250g packet Choc Ripple biscuits

75g unsalted butter, melted

Cocoa powder and vanilla ice-cream, to serve

FILLING

200g dark cooking chocolate, chopped

125g unsalted butter, chopped

1/3 cup Scotch whisky

1 cup caster sugar

3 eggs

2/3 cup plain flour

2 tablespoons Dutch processed cocoa powder (see Tip)

WHISKY FUDGE SAUCE

200g dark cooking chocolate, chopped

¾ cup pure cream

1 tablespoon whisky

Method

  1. Grease a 25cm x 3cm deep, loose-base flan tin.

  2. Process biscuits in a food processor until finely crushed. Add butter. Process until combined. Press firmly over base and up side prepared tin. Place on an oven tray. Refrigerate while preparing filling.

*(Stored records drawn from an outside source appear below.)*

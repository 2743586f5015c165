//! Key translation layer.
//!
//! Keeps key handling separate from app behavior: keys become [`Action`]s,
//! and [`super::actions::apply_action`] applies them.

use crossterm::event::{KeyCode, KeyEvent, KeyModifiers};
use neurosheets_engine::engine::NumberFormat;

use super::app::Mode;

/// Actions that can be triggered by key presses.
#[derive(Clone, Debug, PartialEq, Eq)]
pub enum Action {
    /// Cancel the current edit or command and return to Normal mode.
    Cancel,
    /// Edit the current cell, starting from its input text.
    EnterEdit,
    /// Start a new formula in the current cell.
    StartFormula,
    /// Commit the edit and move down a row.
    CommitEdit,
    /// Commit the edit and move right a column.
    CommitEditRight,
    /// Enter Command mode (`:` prompt).
    EnterCommand,
    /// Execute the command in the command buffer.
    ExecuteCommand,
    ClearCell,

    /// Move cursor by (dx, dy).
    Move(i32, i32),
    /// Page up (-1) or down (+1).
    Page(i32),
    HomeCol,
    EndCol,
    GotoFirst,
    /// Jump to the last row with data.
    GotoLast,
    /// Open the goto cell prompt.
    OpenGotoPrompt,

    ToggleBold,
    ToggleItalic,
    SetFormat(NumberFormat),

    IncColWidth,
    DecColWidth,
    Save,
    OpenHelp,
}

/// Translate a key event to an action for the current mode.
///
/// Returns `None` if the key has no binding; in Edit and Command mode such
/// keys go to the text buffer.
pub fn translate(mode: Mode, key: KeyEvent) -> Option<Action> {
    let ctrl = key.modifiers.contains(KeyModifiers::CONTROL);

    match mode {
        Mode::Normal => match key.code {
            KeyCode::Char('s') if ctrl => Some(Action::Save),

            KeyCode::Up | KeyCode::Char('k') => Some(Action::Move(0, -1)),
            KeyCode::Down | KeyCode::Char('j') => Some(Action::Move(0, 1)),
            KeyCode::Left | KeyCode::Char('h') => Some(Action::Move(-1, 0)),
            KeyCode::Right | KeyCode::Char('l') => Some(Action::Move(1, 0)),
            KeyCode::Tab if key.modifiers.contains(KeyModifiers::SHIFT) => {
                Some(Action::Move(-1, 0))
            }
            KeyCode::Tab => Some(Action::Move(1, 0)),
            KeyCode::BackTab => Some(Action::Move(-1, 0)),

            KeyCode::PageUp => Some(Action::Page(-1)),
            KeyCode::PageDown => Some(Action::Page(1)),
            KeyCode::Home if ctrl => Some(Action::GotoFirst),
            KeyCode::End if ctrl => Some(Action::GotoLast),
            KeyCode::Home => Some(Action::HomeCol),
            KeyCode::End => Some(Action::EndCol),
            KeyCode::Char('G') => Some(Action::GotoLast),
            KeyCode::Char('g') => Some(Action::OpenGotoPrompt),

            KeyCode::Enter | KeyCode::F(2) | KeyCode::Char('i') => Some(Action::EnterEdit),
            KeyCode::Char('=') => Some(Action::StartFormula),
            KeyCode::Char('x') | KeyCode::Delete | KeyCode::Backspace => Some(Action::ClearCell),
            KeyCode::Char(':') => Some(Action::EnterCommand),

            KeyCode::Char('b') => Some(Action::ToggleBold),
            KeyCode::Char('I') => Some(Action::ToggleItalic),
            KeyCode::Char('$') => Some(Action::SetFormat(NumberFormat::Currency)),
            KeyCode::Char('%') => Some(Action::SetFormat(NumberFormat::Percent)),
            KeyCode::Char('#') => Some(Action::SetFormat(NumberFormat::Number)),

            KeyCode::Char('+') | KeyCode::Char('>') => Some(Action::IncColWidth),
            KeyCode::Char('-') | KeyCode::Char('<') => Some(Action::DecColWidth),
            KeyCode::Char('?') => Some(Action::OpenHelp),
            _ => None,
        },

        Mode::Edit => match key.code {
            KeyCode::Esc => Some(Action::Cancel),
            KeyCode::Enter => Some(Action::CommitEdit),
            KeyCode::Tab => Some(Action::CommitEditRight),
            _ => None,
        },

        Mode::Command => match key.code {
            KeyCode::Esc => Some(Action::Cancel),
            KeyCode::Enter => Some(Action::ExecuteCommand),
            _ => None,
        },
    }
}

#[cfg(test)]
mod tests {
    use super::*;

    fn key(code: KeyCode) -> KeyEvent {
        KeyEvent::new(code, KeyModifiers::empty())
    }

    #[test]
    fn test_normal_mode_bindings() {
        assert_eq!(translate(Mode::Normal, key(KeyCode::Char('j'))), Some(Action::Move(0, 1)));
        assert_eq!(translate(Mode::Normal, key(KeyCode::F(2))), Some(Action::EnterEdit));
        assert_eq!(translate(Mode::Normal, key(KeyCode::Char('='))), Some(Action::StartFormula));
        assert_eq!(translate(Mode::Normal, key(KeyCode::Delete)), Some(Action::ClearCell));
        assert_eq!(
            translate(Mode::Normal, key(KeyCode::Char('%'))),
            Some(Action::SetFormat(NumberFormat::Percent))
        );
        assert_eq!(
            translate(
                Mode::Normal,
                KeyEvent::new(KeyCode::Char('s'), KeyModifiers::CONTROL)
            ),
            Some(Action::Save)
        );
    }

    #[test]
    fn test_edit_mode_leaves_text_keys_unbound() {
        assert_eq!(translate(Mode::Edit, key(KeyCode::Char('j'))), None);
        assert_eq!(translate(Mode::Edit, key(KeyCode::Tab)), Some(Action::CommitEditRight));
        assert_eq!(translate(Mode::Edit, key(KeyCode::Esc)), Some(Action::Cancel));
        assert_eq!(translate(Mode::Command, key(KeyCode::Char('q'))), None);
        assert_eq!(
            translate(Mode::Command, key(KeyCode::Enter)),
            Some(Action::ExecuteCommand)
        );
    }
}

  3. To make filling, combine chocolate, butter and whisky in a heatproof bowl. Sit bowl over a saucepan of simmering water. Stir until melted. Mixture will look slightly grainy at this stage. Remove bowl from pan. Whisk in sugar. Cool for 15 minutes. 

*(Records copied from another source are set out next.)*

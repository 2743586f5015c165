//! Dependency extraction and the sheet-wide dependency graph.
//!
//! Formula text is parsed to find every cell it reads (single references and
//! each cell of a range). The graph keeps both directions: which cells a
//! formula reads (precedents) and which formulas read a cell (dependents).
//! Dependents drive cache invalidation; precedents drive cycle detection and
//! the recalculation order.

use std::collections::{BTreeMap, BTreeSet, HashSet, VecDeque};

use super::ast::Reference;
use super::cell::Cell;
use super::cell_ref::CellRef;
use super::eval::MAX_RANGE_CELLS;
use super::parser::parse_formula;

/// Extract every cell a formula reads, in source order without duplicates.
///
/// Formulas that do not parse read nothing. Ranges larger than the
/// evaluator's range limit are skipped, since they can never be evaluated.
pub fn extract_dependencies(formula: &str) -> Vec<CellRef> {
    let Ok(expr) = parse_formula(formula) else {
        return Vec::new();
    };

    let mut seen = HashSet::new();
    let mut deps = Vec::new();
    for reference in expr.references() {
        match reference {
            Reference::Cell(cell) => {
                if seen.insert(cell.clone()) {
                    deps.push(cell);
                }
            }
            Reference::Range(range) => {
                if range.cell_count().is_none_or(|n| n > MAX_RANGE_CELLS) {
                    continue;
                }
                for cell in range.iter() {
                    if seen.insert(cell.clone()) {
                        deps.push(cell);
                    }
                }
            }
        }
    }
    deps
}

/// Formula cells split into a safe evaluation order and the cells that sit
/// on, or downstream of, a cycle.
#[derive(Clone, Debug, Default, PartialEq)]
pub struct EvaluationOrder {
    pub ordered: Vec<CellRef>,
    pub cyclic: Vec<CellRef>,
}

#[derive(Clone, Debug, Default)]
pub struct DependencyGraph {
    precedents: BTreeMap<CellRef, Vec<CellRef>>,
    dependents: BTreeMap<CellRef, BTreeSet<CellRef>>,
}

impl DependencyGraph {
    pub fn new() -> Self {
        Self::default()
    }

    /// Build the graph for every formula cell in a sheet.
    pub fn build<'a>(cells: impl IntoIterator<Item = (&'a CellRef, &'a Cell)>) -> Self {
        let mut graph = Self::new();
        for (at, cell) in cells {
            if let Some(formula) = &cell.formula {
                graph.set_formula(at, Some(formula));
            }
        }
        graph
    }

    /// Replace the edges leaving `cell`. `None` means the cell no longer
    /// holds a formula.
    pub fn set_formula(&mut self, cell: &CellRef, formula: Option<&str>) {
        if let Some(old) = self.precedents.remove(cell) {
            for dep in old {
                if let Some(set) = self.dependents.get_mut(&dep) {
                    set.remove(cell);
                    if set.is_empty() {
                        self.dependents.remove(&dep);
                    }
                }
            }
        }

        let Some(formula) = formula else {
            return;
        };
        let deps = extract_dependencies(formula);
        for dep in &deps {
            self.dependents
                .entry(dep.clone())
                .or_default()
                .insert(cell.clone());
        }
        self.precedents.insert(cell.clone(), deps);
    }

    pub fn clear(&mut self) {
        self.precedents.clear();
        self.dependents.clear();
    }

    /// Cells the formula at `cell` reads.
    pub fn precedents(&self, cell: &CellRef) -> &[CellRef] {
        self.precedents.get(cell).map(Vec::as_slice).unwrap_or(&[])
    }

    /// Formula cells that read `cell` directly.
    pub fn dependents(&self, cell: &CellRef) -> impl Iterator<Item = &CellRef> {
        self.dependents.get(cell).into_iter().flatten()
    }

    pub fn is_formula(&self, cell: &CellRef) -> bool {
        self.precedents.contains_key(cell)
    }

    pub fn formula_cells(&self) -> impl Iterator<Item = &CellRef> {
        self.precedents.keys()
    }

    /// Every formula cell that reads `cell`, directly or through other
    /// formulas. `cell` itself is included only if it reads itself.
    pub fn transitive_dependents(&self, cell: &CellRef) -> HashSet<CellRef> {
        let mut out = HashSet::new();
        let mut to_process = vec![cell.clone()];
        while let Some(current) = to_process.pop() {
            for dep in self.dependents(&current) {
                if out.insert(dep.clone()) {
                    to_process.push(dep.clone());
                }
            }
        }
        out
    }

    /// Order formula cells so every formula comes after the formulas it
    /// reads (Kahn's algorithm). Whatever cannot be ordered is cyclic.
    pub fn evaluation_order(&self) -> EvaluationOrder {
        let mut pending: BTreeMap<&CellRef, usize> = BTreeMap::new();
        for (cell, deps) in &self.precedents {
            let formula_deps = deps.iter().filter(|d| self.is_formula(d)).count();
            pending.insert(cell, formula_deps);
        }

        let mut ready: VecDeque<&CellRef> = pending
            .iter()
            .filter(|(_, n)| **n == 0)
            .map(|(cell, _)| *cell)
            .collect();
        let mut ordered = Vec::with_capacity(pending.len());

        while let Some(cell) = ready.pop_front() {
            ordered.push(cell.clone());
            for dependent in self.dependents(cell) {
                if let Some(n) = pending.get_mut(dependent) {
                    *n -= 1;
                    if *n == 0 {
                        ready.push_back(dependent);
                    }
                }
            }
        }

        let done: HashSet<&CellRef> = ordered.iter().collect();
        let cyclic = pending
            .keys()
            .filter(|cell| !done.contains(*cell))
            .map(|cell| (*cell).clone())
            .collect();

        EvaluationOrder { ordered, cyclic }
    }
}

#[cfg(test)]
mod tests {
    use super::*;

    fn r(name: &str) -> CellRef {
        CellRef::from_str(name).unwrap()
    }

    #[test]
    fn test_extract_dependencies_expands_ranges() {
        let deps = extract_dependencies("=A1 + SUM(B1:C2) + A1");
        assert_eq!(
            deps,
            vec![r("A1"), r("B1"), r("C1"), r("B2"), r("C2")]
        );
    }

    #[test]
    fn test_extract_dependencies_skips_over_limit_ranges() {
        let deps = extract_dependencies("=SUM(A1:A1000001)+B2");
        assert_eq!(deps, vec![r("B2")]);
    }

    #[test]
    fn test_unparseable_formula_has_no_dependencies() {
        assert!(extract_dependencies("=A1+").is_empty());
    }

    #[test]
    fn test_set_formula_replaces_edges() {
        let mut graph = DependencyGraph::new();
        graph.set_formula(&r("C1"), Some("=A1+B1"));
        assert_eq!(graph.dependents(&r("A1")).count(), 1);

        graph.set_formula(&r("C1"), Some("=B1"));
        assert_eq!(graph.dependents(&r("A1")).count(), 0);
        assert_eq!(graph.precedents(&r("C1")), &[r("B1")]);

        graph.set_formula(&r("C1"), None);
        assert!(!graph.is_formula(&r("C1")));
        assert_eq!(graph.dependents(&r("B1")).count(), 0);
    }

    #[test]
    fn test_transitive_dependents() {
        let mut graph = DependencyGraph::new();
        graph.set_formula(&r("B1"), Some("=A1"));
        graph.set_formula(&r("C1"), Some("=B1*2"));
        graph.set_formula(&r("D1"), Some("=SUM(C1:C3)"));
        graph.set_formula(&r("E1"), Some("=7"));

        let deps = graph.transitive_dependents(&r("A1"));
        assert_eq!(deps.len(), 3);
        assert!(deps.contains(&r("D1")));
        assert!(!deps.contains(&r("E1")));
    }

    #[test]
    fn test_evaluation_order_puts_precedents_first() {
        let mut graph = DependencyGraph::new();
        graph.set_formula(&r("A3"), Some("=A2+1"));
        graph.set_formula(&r("A2"), Some("=A1+1"));
        graph.set_formula(&r("A1"), Some("=1"));

        let order = graph.evaluation_order();
        assert_eq!(order.ordered, vec![r("A1"), r("A2"), r("A3")]);
        assert!(order.cyclic.is_empty());
    }

    #[test]
    fn test_evaluation_order_reports_cycles_and_downstream() {
        let mut graph = DependencyGraph::new();
        graph.set_formula(&r("A1"), Some("=B1"));
        graph.set_formula(&r("B1"), Some("=A1"));
        graph.set_formula(&r("C1"), Some("=A1+1"));
        graph.set_formula(&r("D1"), Some("=5"));

        let order = graph.evaluation_order();
        assert_eq!(order.ordered, vec![r("D1")]);
        assert_eq!(order.cyclic, vec![r("A1"), r("B1"), r("C1")]);
    }
}
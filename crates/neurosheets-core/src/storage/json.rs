//! The persisted sheet format.
//!
//! ```json
//! { "title": "Book1",
//!   "data": { "A1": { "value": 10 }, "A2": { "value": 0, "formula": "=A1*2" } },
//!   "updatedAt": "2024-05-01T10:00:00Z" }
//! ```

use chrono::{DateTime, Utc};
use neurosheets_engine::engine::CellStore;
use serde::{Deserialize, Serialize};

use crate::error::Result;

#[derive(Clone, Debug, PartialEq, Serialize, Deserialize)]
#[serde(rename_all = "camelCase")]
pub struct SheetFile {
    pub title: String,
    pub data: CellStore,
    pub updated_at: DateTime<Utc>,
}

pub fn write_sheet(sheet: &SheetFile) -> Result<String> {
    Ok(serde_json::to_string(sheet)?)
}

pub fn parse_sheet(json: &str) -> Result<SheetFile> {
    Ok(serde_json::from_str(json)?)
}
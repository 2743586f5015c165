//! Error types for NeuroSheets core.

use thiserror::Error;

/// Errors that can occur in the NeuroSheets application
#[derive(Error, Debug)]
pub enum NeuroSheetsError {
    #[error("IO error: {0}")]
    Io(#[from] std::io::Error),

    #[error("JSON error: {0}")]
    Json(#[from] serde_json::Error),

    #[error("Parse error at line {line}: {message}")]
    Parse { line: usize, message: String },

    #[error("Invalid storage key: {0:?}")]
    InvalidKey(String),

    #[error("Sheet not found: {0}")]
    NotFound(String),

    #[error("CSV file is empty")]
    EmptyCsv,

    #[error("Unsupported export format: {0}")]
    UnsupportedExport(String),
}

pub type Result<T> = std::result::Result<T, NeuroSheetsError>;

  4. Whisk in eggs, one at a time. Add combined sifted flour and cocoa. Whisk until combined. Pour into biscuit case. 

  5. Cook in a moderately slow oven (160C) for about 30 minutes, or until a crust forms on top and mixture is just set in centre when lightly touched. Remove. Cool in tin.

  6. To make whisky fudge sauce, place chocolate and cream in a small saucepan. Stir over a low heat until melted and smooth. Stir in whisky.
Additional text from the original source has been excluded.